[Records shown — start]

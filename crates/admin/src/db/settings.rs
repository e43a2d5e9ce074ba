//! Settings table operations.
//!
//! Values are stored as given. Encryption happens before a value reaches
//! this layer (client side, or in [`crate::settings::DbSettings`]).

use chrono::{DateTime, Utc};
use sqlx::PgPool;

use proudshop_core::SettingId;

use super::RepositoryError;
use crate::models::{Setting, UpsertSetting};

/// Internal row type for `PostgreSQL` setting queries.
#[derive(Debug, sqlx::FromRow)]
struct SettingRow {
    id: i32,
    key: String,
    value: String,
    category: String,
    description: Option<String>,
    is_encrypted: bool,
    updated_at: DateTime<Utc>,
}

impl From<SettingRow> for Setting {
    fn from(row: SettingRow) -> Self {
        Self {
            id: SettingId::new(row.id),
            key: row.key,
            value: row.value,
            category: row.category,
            description: row.description,
            is_encrypted: row.is_encrypted,
            updated_at: row.updated_at,
        }
    }
}

const COLUMNS: &str = "id, key, value, category, description, is_encrypted, updated_at";

/// Repository for settings.
pub struct SettingsRepository<'a> {
    pool: &'a PgPool,
}

impl<'a> SettingsRepository<'a> {
    #[must_use]
    pub const fn new(pool: &'a PgPool) -> Self {
        Self { pool }
    }

    /// All settings ordered by category, then key.
    ///
    /// # Errors
    ///
    /// Returns `RepositoryError::Database` if the query fails.
    pub async fn list(&self) -> Result<Vec<Setting>, RepositoryError> {
        let rows = sqlx::query_as::<_, SettingRow>(&format!(
            "SELECT {COLUMNS} FROM admin_settings ORDER BY category, key"
        ))
        .fetch_all(self.pool)
        .await?;

        Ok(rows.into_iter().map(Into::into).collect())
    }

    /// Settings in one category, ordered by key.
    ///
    /// # Errors
    ///
    /// Returns `RepositoryError::Database` if the query fails.
    pub async fn list_by_category(&self, category: &str) -> Result<Vec<Setting>, RepositoryError> {
        let rows = sqlx::query_as::<_, SettingRow>(&format!(
            "SELECT {COLUMNS} FROM admin_settings WHERE category = $1 ORDER BY key"
        ))
        .bind(category.to_lowercase())
        .fetch_all(self.pool)
        .await?;

        Ok(rows.into_iter().map(Into::into).collect())
    }

    /// A single setting by key.
    ///
    /// # Errors
    ///
    /// Returns `RepositoryError::Database` if the query fails.
    pub async fn get(&self, key: &str) -> Result<Option<Setting>, RepositoryError> {
        let row = sqlx::query_as::<_, SettingRow>(&format!(
            "SELECT {COLUMNS} FROM admin_settings WHERE key = $1"
        ))
        .bind(key)
        .fetch_optional(self.pool)
        .await?;

        Ok(row.map(Into::into))
    }

    /// Insert or replace a setting by key.
    ///
    /// `value` is written verbatim; callers that want it encrypted pass
    /// ciphertext and `is_encrypted = true`.
    ///
    /// # Errors
    ///
    /// Returns `RepositoryError::Database` if the query fails.
    pub async fn upsert(&self, setting: &UpsertSetting) -> Result<Setting, RepositoryError> {
        let row = sqlx::query_as::<_, SettingRow>(&format!(
            r"
            INSERT INTO admin_settings (key, value, category, description, is_encrypted)
            VALUES ($1, $2, $3, $4, $5)
            ON CONFLICT (key) DO UPDATE SET
                value = EXCLUDED.value,
                category = EXCLUDED.category,
                description = COALESCE(EXCLUDED.description, admin_settings.description),
                is_encrypted = EXCLUDED.is_encrypted,
                updated_at = NOW()
            RETURNING {COLUMNS}
            "
        ))
        .bind(setting.key.trim())
        .bind(&setting.value)
        .bind(setting.resolved_category())
        .bind(setting.description.as_deref())
        .bind(setting.is_encrypted)
        .fetch_one(self.pool)
        .await?;

        Ok(row.into())
    }

    /// Delete a setting by key.
    ///
    /// # Errors
    ///
    /// Returns `RepositoryError::NotFound` if no setting has this key.
    /// Returns `RepositoryError::Database` for other database errors.
    pub async fn delete(&self, key: &str) -> Result<(), RepositoryError> {
        let result = sqlx::query("DELETE FROM admin_settings WHERE key = $1")
            .bind(key)
            .execute(self.pool)
            .await?;

        if result.rows_affected() == 0 {
            return Err(RepositoryError::NotFound);
        }

        Ok(())
    }
}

[Records shown — finish]

**Directions for this task:** Show the lines above that include "EXCLUDED".

**Result of this task:**
                value = EXCLUDED.value,
                category = EXCLUDED.category,
                description = COALESCE(EXCLUDED.description, admin_settings.description),
                is_encrypted = EXCLUDED.is_encrypted,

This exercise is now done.